Upper Bryn is a Grade II listed building in the Powys local planning authority area, Wales. First listed on 18 July 1949. Regional house.
Upper Bryn
- WRENN ID
- still-barrel-twilight
- Grade
- II
- Local Planning Authority
- Powys
- Country
- Wales
- Date first listed
- 18 July 1949
- Type
- Regional house
- Source
- Cadw listing
Description
Upper Bryn is a 17th-century, three-unit house with a lobby entry and a central chimney, featuring a later 18th-century wing to the south that creates an overall L shape. The building is two storeys high and constructed with a box frame and square panels. The older section has weatherboarding and a brick west wall with a stepped projecting brick stack, topped by a steeply pitched old slate roof.

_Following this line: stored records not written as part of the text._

//! Helper functions and utilities
//!
//! This module contains common helper functions used throughout the application.

use chrono::{DateTime, Utc};
use uuid::Uuid;

/// Generate a new UUID v4
pub fn generate_uuid() -> String {
    Uuid::new_v4().to_string()
}

/// Format a timestamp for display
pub fn format_timestamp(timestamp: DateTime<Utc>) -> String {
    timestamp.format("%Y-%m-%d %H:%M:%S UTC").to_string()
}

/// Escape text for HTML element content and quoted attribute values
pub fn escape_html(text: &str) -> String {
    let mut escaped = String::with_capacity(text.len());
    for c in text.chars() {
        match c {
            '&' => escaped.push_str("&amp;"),
            '<' => escaped.push_str("&lt;"),
            '>' => escaped.push_str("&gt;"),
            '"' => escaped.push_str("&quot;"),
            '\'' => escaped.push_str("&#039;"),
            _ => escaped.push(c),
        }
    }
    escaped
}

/// Remove backslash escapes: `\x` becomes `x` and `\\` becomes `\`
pub fn strip_slashes(text: &str) -> String {
    let mut result = String::with_capacity(text.len());
    let mut chars = text.chars();

    while let Some(c) = chars.next() {
        if c == '\\' {
            if let Some(next) = chars.next() {
                if next == '0' {
                    result.push('\0');
                } else {
                    result.push(next);
                }
            }
        } else {
            result.push(c);
        }
    }

    result
}

/// Sanitize a file stem for safe storage.
///
/// Every character outside `[A-Za-z0-9_-]` becomes `_`. The extension is
/// dropped; callers append the one derived from the file contents.
pub fn sanitize_file_stem(filename: &str) -> String {
    let base = filename
        .rsplit(|c| c == '/' || c == '\\')
        .next()
        .unwrap_or(filename);

    let stem = match base.rfind('.') {
        Some(idx) if idx > 0 => &base[..idx],
        _ => base,
    };

    stem.chars()
        .map(|c| {
            if c.is_ascii_alphanumeric() || c == '-' || c == '_' {
                c
            } else {
                '_'
            }
        })
        .collect()
}

/// Convert bytes to human readable format
pub fn format_bytes(bytes: u64) -> String {
    const UNITS: &[&str] = &["B", "KB", "MB", "GB", "TB"];
    let mut size = bytes as f64;
    let mut unit_index = 0;

    while size >= 1024.0 && unit_index < UNITS.len() - 1 {
        size /= 1024.0;
        unit_index += 1;
    }

    if unit_index == 0 {
        format!("{} {}", bytes, UNITS[unit_index])
    } else if size.fract() == 0.0 {
        format!("{} {}", size as u64, UNITS[unit_index])
    } else {
        format!("{:.1} {}", size, UNITS[unit_index])
    }
}

/// Uppercase the first character, leaving the rest untouched
pub fn capitalize_first(text: &str) -> String {
    let mut chars = text.chars();
    match chars.next() {
        Some(first) => first.to_uppercase().chain(chars).collect(),
        None => String::new(),
    }
}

A gabled storeyed porch jetties out to the attic and first floor. The eastern end serves as the parlour, which has a jettied attic supported by brackets. The collar beam features the initials "RB 1660" and the phrase "NOT WE FROM KINGS BUT KINGS FROM US" in restored lettering on the bressumer. There is a decorative panel with a heraldic crest, possibly of a phoenix, although the head is missing. The house has three-light casement windows on both the first and ground floors, with "Jacobean" style carved figures flanking the first-floor window. A corrugated iron lean-to is attached along the rear wall.
The later wing is also box-framed with square panels, but the timbers on the eastern front have been re-faced, and the rear elevation has been replaced with brick. It has steep slate roofs and a modern brick stack. The first floor features two three-light casement windows, while the ground floor has a single similar window and a two-light window to the left. A modern porch connects the later wing to the parlour of the earlier building.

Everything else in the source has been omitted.